**Exercise brief:** In the listing below, the line containing "impl TryFrom<String> for" marks the end; copy exactly every line from the first through that one.

**Data to use:**
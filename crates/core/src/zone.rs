//! Parking zone kinds, field limits and derived occupancy values.

use std::fmt;
use std::str::FromStr;

use serde::{Deserialize, Serialize};

use crate::error::CoreError;

/// Maximum camera title length in characters.
pub const MAX_CAMERA_TITLE_LEN: u64 = 200;

/// How spots are laid out inside a zone.
#[derive(Debug, Clone, Copy, PartialEq, Eq, Serialize, Deserialize)]
#[serde(rename_all = "lowercase")]
pub enum ZoneKind {
    /// Curbside spots along the street.
    Parallel,
    /// Marked bays in a lot.
    Standard,
}

impl ZoneKind {
    pub fn as_str(&self) -> &'static str {
        match self {
            ZoneKind::Parallel => "parallel",
            ZoneKind::Standard => "standard",
        }
    }
}

impl fmt::Display for ZoneKind {
    fn fmt(&self, f: &mut fmt::Formatter<'_>) -> fmt::Result {
        f.write_str(self.as_str())
    }
}

impl FromStr for ZoneKind {
    type Err = CoreError;

    fn from_str(s: &str) -> Result<Self, Self::Err> {
        match s {
            "parallel" => Ok(ZoneKind::Parallel),
            "standard" => Ok(ZoneKind::Standard),
            other => Err(CoreError::Validation(format!(
                "unknown zone type '{other}', expected 'parallel' or 'standard'"
            ))),
        }
    }
}

impl TryFrom<String> for ZoneKind {
    type Error = CoreError;

    fn try_from(value: String) -> Result<Self, Self::Error> {
        value.parse()
    }
}

/// Free spots in a zone: `capacity - occupied`.
///
/// Unknown occupancy yields `None`. The result is not clamped, so an
/// over-reported `occupied` gives a negative count.
pub fn free_count(capacity: i32, occupied: Option<i32>) -> Option<i32> {
    occupied.map(|o| capacity - o)
}
#![allow(dead_code)]

use axum::body::Body;
use axum::http::{Method, Request};
use axum::response::Response;
use axum::Router;
use http_body_util::BodyExt;
use sqlx::PgPool;
use tower::ServiceExt;

use parktrack_api::config::ServerConfig;
use parktrack_api::router::build_app_router;
use parktrack_api::state::AppState;

/// Build a test `ServerConfig` with safe defaults.
pub fn test_config() -> ServerConfig {
    ServerConfig {
        host: "127.0.0.1".to_string(),
        port: 0,
        cors_origins: vec!["http://localhost:5173".to_string()],
        request_timeout_secs: 30,
        shutdown_timeout_secs: 30,
        db_max_connections: 5,
    }
}

/// Build the application router with a fresh state (and a fresh camera
/// rotation cursor) over `pool`.
pub fn build_test_app(pool: PgPool) -> Router {
    build_app_router(AppState::new(pool, test_config()))
}

/// Build the router over an existing state, so several requests share one
/// rotation cursor.
pub fn build_test_app_with_state(state: AppState) -> Router {
    build_app_router(state)
}

pub async fn send(app: Router, method: Method, uri: &str, body: Option<serde_json::Value>) -> Response {
    let builder = Request::builder().method(method).uri(uri);
    let request = match body {
        Some(json) => builder
            .header("content-type", "application/json")
            .body(Body::from(json.to_string()))
            .unwrap(),
        None => builder.body(Body::empty()).unwrap(),
    };
    app.oneshot(request).await.unwrap()
}

pub async fn get(app: Router, uri: &str) -> Response {
    send(app, Method::GET, uri, None).await
}

pub async fn post_json(app: Router, uri: &str, body: serde_json::Value) -> Response {
    send(app, Method::POST, uri, Some(body)).await
}

pub async fn patch_json(app: Router, uri: &str, body: serde_json::Value) -> Response {
    send(app, Method::PATCH, uri, Some(body)).await
}

/// Collect a response body and parse it as JSON.
pub async fn body_json(response: Response) -> serde_json::Value {
    let bytes = response.into_body().collect().await.unwrap().to_bytes();
    serde_json::from_slice(&bytes).unwrap()
}

pub fn camera_body(title: &str) -> serde_json::Value {
    serde_json::json!({
        "title": title,
        "latitude": 10.0,
        "longitude": 20.0,
        "source": "rtsp://x",
        "image_width": 640,
        "image_height": 480,
        "calib": null
    })
}

pub fn zone_body(camera_id: i64) -> serde_json::Value {
    serde_json::json!({
        "camera_id": camera_id,
        "zone_type": "standard",
        "capacity": 10,
        "pay": 0,
        "points": [
            {"x": 0, "y": 0, "latitude": 10.0, "longitude": 20.0},
            {"x": 100, "y": 0, "latitude": 10.0, "longitude": 20.001},
            {"x": 100, "y": 50, "latitude": 10.001, "longitude": 20.001},
            {"x": 0, "y": 50, "latitude": 10.001, "longitude": 20.0}
        ]
    })
}

/// Create a camera through the API and return its id.
pub async fn create_camera(pool: &PgPool, title: &str) -> i64 {
    let response = post_json(build_test_app(pool.clone()), "/api/v1/cameras", camera_body(title)).await;
    body_json(response).await["id"].as_i64().unwrap()
}

/// Create a zone through the API and return its id.
pub async fn create_zone(pool: &PgPool, body: serde_json::Value) -> i64 {
    let response = post_json(build_test_app(pool.clone()), "/api/v1/zones", body).await;
    body_json(response).await["id"].as_i64().unwrap()
}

**Output for this task:**
filename crates/core/src/zone.rs
//! Parking zone kinds, field limits and derived occupancy values.

use std::fmt;
use std::str::FromStr;

use serde::{Deserialize, Serialize};

use crate::error::CoreError;

/// Maximum camera title length in characters.
pub const MAX_CAMERA_TITLE_LEN: u64 = 200;

/// How spots are laid out inside a zone.
#[derive(Debug, Clone, Copy, PartialEq, Eq, Serialize, Deserialize)]
#[serde(rename_all = "lowercase")]
pub enum ZoneKind {
    /// Curbside spots along the street.
    Parallel,
    /// Marked bays in a lot.
    Standard,
}

impl ZoneKind {
    pub fn as_str(&self) -> &'static str {
        match self {
            ZoneKind::Parallel => "parallel",
            ZoneKind::Standard => "standard",
        }
    }
}

impl fmt::Display for ZoneKind {
    fn fmt(&self, f: &mut fmt::Formatter<'_>) -> fmt::Result {
        f.write_str(self.as_str())
    }
}

impl FromStr for ZoneKind {
    type Err = CoreError;

    fn from_str(s: &str) -> Result<Self, Self::Err> {
        match s {
            "parallel" => Ok(ZoneKind::Parallel),
            "standard" => Ok(ZoneKind::Standard),
            other => Err(CoreError::Validation(format!(
                "unknown zone type '{other}', expected 'parallel' or 'standard'"
            ))),
        }
    }
}

impl TryFrom<String> for ZoneKind {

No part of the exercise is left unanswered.